CJ stared at Kevin for a few seconds before he took his hand out of his mouth, grinning briefly before turning his face into my shoulder. Of the twins, he had always been shyer than his little brother, so Kevin took it in stride, kissing him briefly before he acquiesced to Josh's demands for attention. I smiled at the doctor and Kevin's mother, carrying CJ over to the bed where JT sat watching us in silence.

"I really came here to say thank you for bringing my heart home to me again," I explained softly, turning CJ around to face JT. "You know that I love you for this right? I-I know that you're being here is my fault, so I just wanted to tell you that if you ever need my help, all you have to do is call."

"Girl, this is not your fault," JT said firmly, smiling at the two of us. "My being here had nothing to do with you. If you want to blame somebody, blame that punk ass Simon and whoever he was working with for my being here. I'm just glad that I got this little one back for you. Hey CJ."

CJ smiled around his finger at JT, releasing the hold he had on me and extending his arms to JT. To say I was shocked would have been the understatement of the century, try to hide it though I may. Ever since he had been released from the hospital, the only men he was comfortable with were Howie and Tony. He wouldn't even let Justin and Nick hold him, which had caused just a bit of tension between me and Nick, who was convinced that I was making the situation worse by not letting other people who loved CJ hold him and comfort him. As much as I tried to explain that CJ was distrustful of men in general because of the kidnap, Nick just ended up leaving the room in a huff.

Something else for me to worry about, I thought briefly until JT touched me to get my attention.

"Nikki, the only thing I want you to do is go take Howie to the airport and then go back to the hotel and rest," JT stated, his expression grave. "You know you're going to have a hectic few days coming up, so just try to rest as much as possible... and let the guys help. You are still pregnant so you can't do everything yourself. Besides, you can't protect him from everything."

I opened my mouth to argue, but seeing how content CJ was in his arms made me rethink the way I had been handling the situation. Was CJ really afraid—or was he reacting to the fear he sensed in me whenever someone would try to take him? Looking at him lying so peacefully in JT's arms gave me an answer that was becoming my own jagged little pill to swallow. Seems Nick was right... and I have an apology to make as soon as we get back to the hotel.
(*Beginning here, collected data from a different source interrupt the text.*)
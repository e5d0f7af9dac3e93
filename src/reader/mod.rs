//! CSV record sources
//!
//! Turns the extracted telemetry CSVs into in-memory fixes and waypoints.
//! Column positions are resolved by header name up front, so a missing
//! column fails the run before any row is processed.

pub mod columns;
pub mod gps;
pub mod mission;

pub use columns::lookup_column;
pub use gps::{read_gps_csv, DEFAULT_MIN_SATELLITES};
pub use mission::read_mission_csv;

use std::fmt;
use std::str::FromStr;

use csv::StringRecord;

use crate::error::{Result, TrackError};

/// Fetch one field of a record, failing with the row number on ragged rows
pub(crate) fn field<'r>(record: &'r StringRecord, index: usize, row: usize) -> Result<&'r str> {
    record.get(index).ok_or_else(|| TrackError::Parse {
        value: format!("row {}", row),
        reason: format!("field {} missing from record", index),
    })
}

/// Parse one field of a record into `T`, failing with the offending value
pub(crate) fn parse_field<T>(record: &StringRecord, index: usize, row: usize) -> Result<T>
where
    T: FromStr,
    T::Err: fmt::Display,
{
    let raw = field(record, index, row)?;
    raw.trim().parse().map_err(|err: T::Err| TrackError::Parse {
        value: raw.to_string(),
        reason: format!("row {}: {}", row, err),
    })
}
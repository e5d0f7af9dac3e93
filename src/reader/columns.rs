//! Header-name column resolution

use csv::StringRecord;

use crate::error::{Result, TrackError};

/// Resolve a column index by header name
///
/// # Errors
/// `Configuration` naming the column when the header lacks it.
pub fn lookup_column(header: &StringRecord, name: &str) -> Result<usize> {
    header
        .iter()
        .position(|column| column.trim() == name)
        .ok_or_else(|| {
            TrackError::Configuration(format!("required column '{}' missing from CSV header", name))
        })
}

#[cfg(test)]
mod tests {
    use super::*;

    fn header() -> StringRecord {
        StringRecord::from(vec!["t_timestamp", " latitude", "longitude", "rc_on"])
    }

    #[test]
    fn test_lookup_finds_columns_by_name() {
        assert_eq!(lookup_column(&header(), "t_timestamp").unwrap(), 0);
        assert_eq!(lookup_column(&header(), "rc_on").unwrap(), 3);
    }

    #[test]
    fn test_lookup_trims_header_whitespace() {
        assert_eq!(lookup_column(&header(), "latitude").unwrap(), 1);
    }

    #[test]
    fn test_missing_column_is_a_configuration_error() {
        let err = lookup_column(&header(), "satellites_used").unwrap_err();
        assert!(matches!(err, TrackError::Configuration(_)));
        assert!(err.to_string().contains("satellites_used"));
    }
}
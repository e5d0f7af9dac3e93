//! Track plotting driver
//!
//! Turns fixes, waypoints and plotting options into sink calls: one
//! polyline per segment coloured by RC status, a translucent connector per
//! link index, interval timestamp markers, and the mission overlay.

use chrono::Duration;

use crate::error::Result;
use crate::render::{
    MapSink, PolylineStyle, LINK_COLOR, RC_OFF_COLOR, RC_ON_COLOR, TIME_MARKER_COLOR,
    WAYPOINT_COLOR,
};
use crate::segmenter::{segment_track, DEFAULT_GAP_THRESHOLD_SECS};
use crate::timestamp::TIMESTAMP_FORMAT;
use crate::types::{Fix, SegmentedTrack, TrackPoint, Waypoint};
use crate::zoom::{centroid, estimate_zoom, Viewport, DEFAULT_ZOOM_MAX};

/// Stroke width shared by route, connector and waypoint polylines
const EDGE_WIDTH: f64 = 2.0;

/// Options controlling the plot
#[derive(Debug, Clone)]
pub struct PlotOptions {
    /// Place a timestamp marker every this many fixes, 0 disables markers
    pub marker_interval: usize,
    pub gap_threshold: Duration,
    pub viewport: Viewport,
    pub zoom_max: u32,
}

impl Default for PlotOptions {
    fn default() -> Self {
        Self {
            marker_interval: 0,
            gap_threshold: Duration::seconds(DEFAULT_GAP_THRESHOLD_SECS),
            viewport: Viewport::default(),
            zoom_max: DEFAULT_ZOOM_MAX,
        }
    }
}

/// Plot a telemetry track and mission overlay into `sink`
///
/// Returns the segmented track so callers can report segment and
/// connector counts. The sink is not saved; that stays with the caller.
pub fn plot_track(
    sink: &mut dyn MapSink,
    fixes: &[Fix],
    waypoints: &[Waypoint],
    options: &PlotOptions,
) -> Result<SegmentedTrack> {
    let track = segment_track(fixes, options.gap_threshold)?;

    let points: Vec<TrackPoint> = fixes.iter().map(Fix::point).collect();
    let center = centroid(&points)?;
    let zoom = estimate_zoom(&points, options.viewport, options.zoom_max)?;
    sink.init_map(center, zoom);

    for segment in &track.segments {
        let color = if segment.remote_control {
            RC_ON_COLOR
        } else {
            RC_OFF_COLOR
        };
        sink.draw_polyline(&segment.points, &PolylineStyle::solid(color, EDGE_WIDTH));
    }

    // Connectors read as breaks, not travelled path, hence the low opacity
    let link_style = PolylineStyle::link(LINK_COLOR, EDGE_WIDTH);
    for &index in &track.link_indexes {
        sink.draw_polyline(&[points[index], points[index + 1]], &link_style);
    }

    if options.marker_interval > 0 {
        for fix in fixes.iter().step_by(options.marker_interval) {
            let label = format!(
                "{} {} {}",
                fix.timestamp.format(TIMESTAMP_FORMAT),
                fix.latitude,
                fix.longitude
            );
            sink.draw_marker(fix.point(), &label, TIME_MARKER_COLOR);
        }
    }

    for (number, waypoint) in waypoints.iter().enumerate() {
        let label = format!(
            "WAYPOINT {} {} {} {}",
            number, waypoint.latitude, waypoint.longitude, waypoint.radius_m
        );
        sink.draw_marker(waypoint.point(), &label, WAYPOINT_COLOR);
        sink.draw_circle(waypoint.point(), waypoint.radius_m, WAYPOINT_COLOR);
    }
    if !waypoints.is_empty() {
        let route: Vec<TrackPoint> = waypoints.iter().map(Waypoint::point).collect();
        sink.draw_polyline(&route, &PolylineStyle::ring(WAYPOINT_COLOR, EDGE_WIDTH));
    }

    Ok(track)
}
//! GPS telemetry CSV reading
//!
//! Expects the column layout produced by the log extraction step:
//! `t_timestamp`, `latitude`, `longitude`, `satellites_used`, `rc_on`.
//! Rows below the satellite threshold are dropped; anything else that
//! fails to parse aborts the read.

use std::path::Path;

use crate::error::Result;
use crate::reader::{field, lookup_column, parse_field};
use crate::timestamp::parse_timestamp;
use crate::types::Fix;

/// Fixes with fewer satellites in view are considered unreliable
pub const DEFAULT_MIN_SATELLITES: u32 = 5;

/// Read GPS fixes from a telemetry CSV, dropping low-quality rows
pub fn read_gps_csv(path: &Path, min_satellites: u32) -> Result<Vec<Fix>> {
    let mut reader = csv::Reader::from_path(path)?;
    let header = reader.headers()?.clone();

    let time_col = lookup_column(&header, "t_timestamp")?;
    let lat_col = lookup_column(&header, "latitude")?;
    let lon_col = lookup_column(&header, "longitude")?;
    let sat_col = lookup_column(&header, "satellites_used")?;
    let rc_col = lookup_column(&header, "rc_on")?;

    let mut fixes = Vec::new();
    for (index, record) in reader.records().enumerate() {
        let record = record?;
        let row = index + 2; // 1-based, after the header line

        let satellites: u32 = parse_field(&record, sat_col, row)?;
        if satellites < min_satellites {
            continue;
        }

        // rc_on is logged as 0.0/1.0, anything non-zero counts as engaged
        let rc_raw: f64 = parse_field(&record, rc_col, row)?;

        fixes.push(Fix {
            timestamp: parse_timestamp(field(&record, time_col, row)?)?,
            latitude: parse_field(&record, lat_col, row)?,
            longitude: parse_field(&record, lon_col, row)?,
            remote_control: rc_raw != 0.0,
        });
    }

    Ok(fixes)
}
//! Log timestamp parsing
//!
//! ASPire log timestamps look like `2018-07-04_13:37:02.496` with an
//! optional fractional-second suffix. The fraction is discarded before
//! parsing: gap detection runs on whole-second resolution only.

use chrono::NaiveDateTime;

use crate::error::{Result, TrackError};

/// Timestamp layout after sub-second truncation
pub const TIMESTAMP_FORMAT: &str = "%Y-%m-%d_%H:%M:%S";

/// Parse a log timestamp, discarding any fractional-second suffix
pub fn parse_timestamp(raw: &str) -> Result<NaiveDateTime> {
    let whole_seconds = raw.split('.').next().unwrap_or(raw);
    NaiveDateTime::parse_from_str(whole_seconds, TIMESTAMP_FORMAT).map_err(|err| {
        TrackError::Parse {
            value: raw.to_string(),
            reason: format!("expected {} timestamp: {}", TIMESTAMP_FORMAT, err),
        }
    })
}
If I don't stop this he's going to be scared for life, I thought as I went to pick CJ up. He came to me, but it seemed that he was reluctant to leave JT... almost as reluctant as I was. We said our goodbyes and headed back downstairs to the car, my mind racing as I considered everything that JT had just told me. Howie could see I was seriously pondering what he'd surely overheard JT say, so he left me alone until we got to the airport, content to talk to the boys in hushed tones.

We buckled the boys into their double stroller, holding hands tightly as we made our way through the terminal at JFK behind a wall of security guards. Since JT had been forced to retire, Craig had taken over as our security liaison, and it seemed as if he wasn't taking any chances with our safety. He had assigned two men to be the boys' personal security, and just to be on the safe side, he had also assigned me a personal guard, which made me rather nervous, but oh well.

"Hey Mrs. You gonna be okay?" Howie asked as we sat waiting for his flight to be called. We had decided that I would stay in New York with Tony since Michael's funeral was only two days away, and that Howie would go check on Tabu and come back in time to escort me to the funeral. I was having some second thoughts about attending, especially given how much Phyllis hates me right now, but I would go if Tony wanted me there.

"I guess so," I replied, not bothering to try sounding convincing. Howie could read me like a book, so there was no sense in my trying to fake like I was actually looking forward to my coming ordeal. "I'm just now looking forward to this stupid funeral. I hate funerals."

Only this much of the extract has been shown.